Isso quer dizer que “a ideologia não tem exterior (a ela), mas ao mesmo tempo é apenas exterior (para a ciênciae para a realidade)”[25].
Em resumo, a ideologia interpela os indivíduos como sujeitos. Já sabemos que a ideologia é eterna. Isso significa, então, que a ideologia sempre-já interpelou os indivíduos como sujeitos. Ou seja, os indivíduos são sempre-já sujeitos interpelados pela ideologia e são sempre indivíduos abstratos em relação ao status de sujeito que sempre-já são.
A interpelação acontece em nome de um Sujeito Único e Absoluto. Um Sujeito a que os sujeitos são submetidos e, ao mesmo tempo, veem nele sua segurança existencial de ocuparem uma posição e de terem esse lugar como garantia do presente e do futuro, além de ser uma explicação possível do passado. Quando o sujeito é interpelado pela ideologia, ele vê no Sujeito a que se submete sua própria imagem e, por sua vez, a ideologia interpela uma infinidade de indivíduos à sua volta numa dupla relação especular tal que submete os sujeitos ao Sujeito.

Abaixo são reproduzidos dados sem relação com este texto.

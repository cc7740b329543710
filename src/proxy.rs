use std::sync::Arc;

use serde_json::{json, Value};

use crate::{
    error::{ProxyError, Result},
    logger::RequestSpan,
    models::{
        GenerationRequest, GenerationResult, ImageResponse, ParsedImage, ProviderError,
        ProxyResponse, RequestBody, Stage,
    },
    providers::{ModerationEndpoint, ProviderAdapter},
    transport::{HttpTransport, UpstreamResponse},
};

const DIAGNOSTIC_LIMIT: usize = 2048;

/// One image-generation endpoint bound to a single provider adapter.
///
/// Holds no per-request state; a single instance serves concurrent calls.
#[derive(Clone)]
pub struct ImageProxy {
    adapter: Arc<dyn ProviderAdapter>,
    transport: Arc<dyn HttpTransport>,
    moderation: bool,
}

impl ImageProxy {
    pub fn new(adapter: Arc<dyn ProviderAdapter>, transport: Arc<dyn HttpTransport>) -> Self {
        Self {
            adapter,
            transport,
            moderation: true,
        }
    }

    pub fn with_moderation(mut self, enabled: bool) -> Self {
        self.moderation = enabled;
        self
    }

    pub fn provider(&self) -> &'static str {
        self.adapter.name()
    }

    /// Request boundary: every outcome, including failures, becomes a response.
    pub async fn handle(&self, method: &str, body: RequestBody) -> ProxyResponse {
        let span = RequestSpan::new(self.adapter.name());
        log::info!("[{}] {} invocation: method={}", span.id(), self.provider(), method);

        let outcome = if method == "POST" {
            self.generate_traced(body, span.id()).await
        } else {
            Err(ProxyError::MethodNotAllowed)
        };

        let outcome = outcome.and_then(|image| {
            serde_json::to_value(image).map_err(|e| ProxyError::InternalError(e.to_string()))
        });

        match outcome {
            Ok(body) => ProxyResponse::ok(body),
            Err(err) => {
                self.log_failure(span.id(), &err);
                error_response(&err)
            }
        }
    }

    pub async fn generate(&self, body: RequestBody) -> Result<ImageResponse> {
        let span = RequestSpan::new(self.adapter.name());
        self.generate_traced(body, span.id()).await
    }

    async fn generate_traced(&self, body: RequestBody, req: &str) -> Result<ImageResponse> {
        let body = body.into_object();
        let request = GenerationRequest::from_body(&body)?;
        log::info!(
            "[{}] request: prompt_len={} width={} height={}",
            req,
            request.prompt.chars().count(),
            request.width,
            request.height
        );

        let api_key = self
            .adapter
            .config()
            .credential()
            .ok_or_else(|| {
                ProxyError::ConfigError(format!("{} key not configured.", self.provider()))
            })?
            .to_string();

        let input = self.adapter.size_policy().apply(request);

        if self.moderation {
            if let Some(endpoint) = self.adapter.moderation() {
                self.moderate(&endpoint, &api_key, &input.prompt, req).await?;
            }
        }

        let payload = self.adapter.build_request(&input);
        let endpoint = self.adapter.endpoint();
        log::info!(
            "[{}] calling {} with model={} size={}",
            req,
            endpoint,
            payload.get("model").and_then(Value::as_str).unwrap_or("-"),
            input.size()
        );

        let response = self
            .transport
            .post_json(&endpoint, &api_key, &payload)
            .await
            .map_err(|e| ProxyError::UpstreamError {
                provider: self.provider().to_string(),
                upstream: ProviderError::new(0, json!(e.to_string()), Stage::Generation),
            })?;

        if !response.is_success() {
            return Err(ProxyError::UpstreamError {
                provider: self.provider().to_string(),
                upstream: ProviderError::new(
                    response.status,
                    diagnostic_payload(&response),
                    Stage::Generation,
                ),
            });
        }

        let payload = response
            .json()
            .ok_or_else(|| ProxyError::UpstreamShapeError {
                provider: self.provider().to_string(),
                payload: Value::String(truncate(&response.text(), DIAGNOSTIC_LIMIT)),
            })?;

        let result = match self.adapter.parse_response(&payload)? {
            ParsedImage::Inline(b64) => {
                log::info!("[{}] got inline image from {}", req, self.provider());
                GenerationResult::inline(b64)
            }
            ParsedImage::Remote(url) => {
                log::info!("[{}] got image url from {}, fetching", req, self.provider());
                self.fetch_remote(&url).await?
            }
        };

        Ok(result.into_response(self.adapter.config().encoding))
    }

    /// Best effort: only a successful, flagged verdict stops the request.
    async fn moderate(
        &self,
        endpoint: &ModerationEndpoint,
        api_key: &str,
        prompt: &str,
        req: &str,
    ) -> Result<()> {
        let body = endpoint.build_request(prompt);
        let response = match self.transport.post_json(&endpoint.url, api_key, &body).await {
            Ok(response) => response,
            Err(e) => {
                log::warn!("[{}] moderation unavailable, continuing: {}", req, e);
                return Ok(());
            }
        };

        if !response.is_success() {
            log::warn!(
                "[{}] moderation returned {}, continuing without it",
                req,
                response.status
            );
            return Ok(());
        }

        match response.json().and_then(|v| endpoint.parse_verdict(&v)) {
            Some(verdict) if verdict.flagged => {
                Err(ProxyError::PolicyRejected {
                    categories: verdict.categories,
                })
            }
            Some(_) => {
                log::debug!("[{}] moderation passed", req);
                Ok(())
            }
            None => {
                log::warn!("[{}] moderation verdict unreadable, continuing", req);
                Ok(())
            }
        }
    }

    async fn fetch_remote(&self, url: &str) -> Result<GenerationResult> {
        let fetch_error = |status: u16, reason: Value| {
            ProxyError::RemoteFetchError(ProviderError::new(
                status,
                json!({ "url": url, "reason": reason }),
                Stage::FetchRemoteImage,
            ))
        };

        let response = self
            .transport
            .get(url)
            .await
            .map_err(|e| fetch_error(0, json!(e.to_string())))?;

        if !response.is_success() {
            return Err(fetch_error(
                response.status,
                json!(truncate(&response.text(), 512)),
            ));
        }

        Ok(GenerationResult::fetched(&response.body))
    }

    fn log_failure(&self, req: &str, err: &ProxyError) {
        let stage = failure_stage(err);
        if err.status_code() < 500 {
            log::warn!("[{}] {} rejected at {}: {}", req, self.provider(), stage, err);
        } else {
            log::error!(
                "[{}] {} failed at {}: {} {}",
                req,
                self.provider(),
                stage,
                err,
                err.details().map(|d| d.to_string()).unwrap_or_default()
            );
        }
    }
}

pub fn error_response(err: &ProxyError) -> ProxyResponse {
    let body = serde_json::to_value(err.to_body())
        .unwrap_or_else(|_| json!({ "error": err.to_string() }));
    ProxyResponse {
        status: err.status_code(),
        allow: matches!(err, ProxyError::MethodNotAllowed).then_some("POST"),
        body,
    }
}

fn failure_stage(err: &ProxyError) -> &'static str {
    match err {
        ProxyError::InvalidInput(_) => "input",
        ProxyError::MethodNotAllowed => "method",
        ProxyError::ConfigError(_) => "configuration",
        ProxyError::PolicyRejected { .. } => Stage::Moderation.as_str(),
        ProxyError::UpstreamError { upstream, .. } => upstream.stage.as_str(),
        ProxyError::UpstreamShapeError { .. } => Stage::Generation.as_str(),
        ProxyError::RemoteFetchError(upstream) => upstream.stage.as_str(),
        ProxyError::InternalError(_) => "internal",
    }
}

fn diagnostic_payload(response: &UpstreamResponse) -> Value {
    response.json().unwrap_or_else(|| {
        json!({
            "status": response.status,
            "contentType": response.content_type,
            "body": truncate(&response.text(), DIAGNOSTIC_LIMIT),
        })
    })
}

fn truncate(text: &str, limit: usize) -> String {
    if text.chars().count() <= limit {
        text.to_string()
    } else {
        let mut cut: String = text.chars().take(limit).collect();
        cut.push_str("...");
        cut
    }
}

Portanto, enumerando os pontos principais, a ideologia assegura:
A interpelação dos indivíduos como sujeitos;
A submissão desses sujeitos ao Sujeito;
O reconhecimento triplo: do sujeito e o Sujeito, entre os sujeitos, e do sujeito por ele mesmo.
Por fim, ela garante que tudo está sob controle: o reconhecimento mútuo entre sujeitos, Sujeito e o auto reconhecimento asseguram que tudo correrá bem quando um sujeito conduzir o outro.
O interessante desta dinâmica é o resultado da constituição do sujeito. O sujeito formado tem a experiência de ser, ao mesmo tempo, livre, centro de iniciativas e responsável por seus atos, no entanto, sua emergência envolve ser submetido a uma autoridade e ficar desprovido de qualquer liberdade verdadeira, tirando aquela de aceitar sua própria submissão.
Assim, a ideologia funciona neste moldes:
o indivíduo é interpelado como sujeito (livre) para que se submeta livremente às ordens do Sujeito, portanto, para que aceite (livremente) a sua sujeição, portanto, para que “realize sozinho” os gestos e os atos da sua sujeição. Só existem sujeitos para e pela sua sujeição. É por isso que “andam sozinhos”.[26]
Por trás de todo este mecanismo de constituição do sujeito através da interpelação feita pela ideologia, o que está em jogo é justamente a reprodução das relações de produção, no caso de uma sociedade capitalista, a reprodução das relações de exploração que devem ser reproduzidas para que a formação social se mantenha, e uma dessas relações é a percepção de que se é livre e de que todos são livres – ainda mais, de que a liberdade é o centro do sujeito interpelado pela ideologia, desta forma, de que é impossível um sujeito sem liberdade.